Akademik Veri Yönetim Sistemi
Türkiye 29. Uluslararası Madencilik Kongresi ve Sergisi, Antalya, Türkiye, 11 - 14 Kasım 2025, ss.247-254, (Tam Metin Bildiri)
Blasting plays a crucial role in both mining and civil engineering, serving as a primary method for rock frag mentation to facilitate mineral extraction or create space for construction in surface and underground environments. As the first step in the mining production sequence, blasting has a profound impact on downstream operations, affecting factors such as diggability, energy requirements in mineral processing, ore dilution, recovery rates, and the structural stability of features like tunnels and slopes. The success of a blasting operation depends on numerous parameters, including the nature and orientation of rock discontinuities, blasthole geometry, blast design and timing, as well as the physical and mechanical characteristics of the rock mass. Together, these variables dictate the efficiency and outcome of the blast.
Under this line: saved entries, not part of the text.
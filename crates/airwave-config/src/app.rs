use airwave_compaction::CompactionConfig;
use airwave_ingest::{ChannelConfig, IngestConfig};
use airwave_logging::LoggingConfig;
use airwave_notify::NotifyConfig;
use airwave_reconcile::ReconcileConfig;
use airwave_storage::{BackendKind, StorageConfig};
use anyhow::{anyhow, bail, Result};
use serde::{Deserialize, Serialize};
use std::collections::HashSet;
use std::path::PathBuf;

/// 应用配置（`airwave.toml`）
#[derive(Debug, Clone, PartialEq, Serialize, Deserialize)]
pub struct AppConfig {
    #[serde(default)]
    pub storage: StorageConfig,

    #[serde(default)]
    pub channels: Vec<ChannelConfig>,

    #[serde(default)]
    pub ingest: IngestConfig,

    #[serde(default)]
    pub compaction: CompactionConfig,

    #[serde(default)]
    pub reconcile: ReconcileConfig,

    #[serde(default)]
    pub notify: NotifyConfig,

    #[serde(default)]
    pub logging: LoggingConfig,

    /// 告警限流和每日完成标记的存放目录
    #[serde(default = "default_state_dir")]
    pub state_dir: PathBuf,
}

fn default_state_dir() -> PathBuf {
    PathBuf::from("./data/state")
}

impl Default for AppConfig {
    fn default() -> Self {
        Self {
            storage: StorageConfig::default(),
            channels: Vec::new(),
            ingest: IngestConfig::default(),
            compaction: CompactionConfig::default(),
            reconcile: ReconcileConfig::default(),
            notify: NotifyConfig::default(),
            logging: LoggingConfig::default(),
            state_dir: default_state_dir(),
        }
    }
}

impl AppConfig {
    pub fn channel(&self, id: &str) -> Option<&ChannelConfig> {
        self.channels.iter().find(|channel| channel.id == id)
    }

    /// 校验跨字段约束
    pub fn validate(&self) -> Result<()> {
        let mut configured = HashSet::new();
        for name in self.storage.backends.keys() {
            configured.insert(name.parse::<BackendKind>()?);
        }

        let mut ids = HashSet::new();
        for channel in &self.channels {
            if channel.id.trim().is_empty() {
                bail!("channel id cannot be empty");
            }
            if channel.id.contains('/') {
                bail!("channel id {} cannot contain '/'", channel.id);
            }
            if !ids.insert(channel.id.as_str()) {
                bail!("duplicate channel id {}", channel.id);
            }
            channel
                .schedule
                .validate()
                .map_err(|e| anyhow!("channel {}: {}", channel.id, e))?;
        }

        if self.ingest.download_workers == 0 {
            bail!("ingest download_workers must be greater than 0");
        }
        if self.ingest.alert_interval_minutes <= 0 {
            bail!("ingest alert_interval_minutes must be greater than 0");
        }

        self.compaction.validate()?;
        for kind in std::iter::once(&self.compaction.source).chain(&self.compaction.destinations) {
            if !configured.contains(kind) {
                bail!("compaction uses backend {} which is not configured in [storage]", kind);
            }
        }

        self.reconcile.validate().map_err(|e| anyhow!(e))?;

        Ok(())
    }
}

#[cfg(test)]
mod tests {
    use super::*;
    use airwave_compaction::LiveSchedule;

    fn channel(id: &str) -> ChannelConfig {
        ChannelConfig {
            id: id.to_string(),
            playlist_url: "https://radio.example.com/live/playlist.m3u8".parse().unwrap(),
            schedule: LiveSchedule::default(),
        }
    }

    #[test]
    fn test_default_config_is_valid() {
        let config = AppConfig::default();
        assert!(config.validate().is_ok());
        assert_eq!(config.storage.bucket, "radio-project");
    }

    #[test]
    fn test_duplicate_channel_rejected() {
        let config = AppConfig {
            channels: vec![channel("vov1"), channel("vov1")],
            ..Default::default()
        };
        assert!(config.validate().is_err());
    }

    #[test]
    fn test_invalid_window_rejected() {
        let mut vov1 = channel("vov1");
        vov1.schedule = LiveSchedule::new(6, 24, 7);
        let config = AppConfig {
            channels: vec![vov1],
            ..Default::default()
        };
        assert!(config.validate().is_err());
    }

    #[test]
    fn test_unconfigured_destination_rejected() {
        let mut config = AppConfig::default();
        config.compaction.destinations = vec![BackendKind::ColdB];
        assert!(config.validate().is_err());

        config.compaction.destinations.clear();
        assert!(config.validate().is_err());
    }

    #[test]
    fn test_io_workers_bounds() {
        let mut config = AppConfig::default();
        config.compaction.io_workers = 101;
        assert!(config.validate().is_err());

        config.compaction.io_workers = 100;
        assert!(config.validate().is_ok());
    }

    #[test]
    fn test_zero_budget_rejected() {
        let mut config = AppConfig::default();
        config.reconcile.budget_bytes = 0;
        assert!(config.validate().is_err());
    }
}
Nevertheless, blasting performance is typically assessed using empirical approaches, which may fall short in accurately representing the complex interaction between influencing factors. This preliminary investigation aims to evaluate the potential of numerical modeling techniques to assess overall blasting performance and to provide a broader perspective on the rock fragmentation mechanism. The numerical simulations indicate a tendency for reduced damage levels between boreholes as spacing increases. In the current models, damage levels decreased by approximately 27% for emulsion and 33% for ANFO when spacing was increased from 2.0 to 3.0 meters. These results should be interpreted as preliminary trends rather than definitive outcomes, since calibration against field and laboratory data is still required.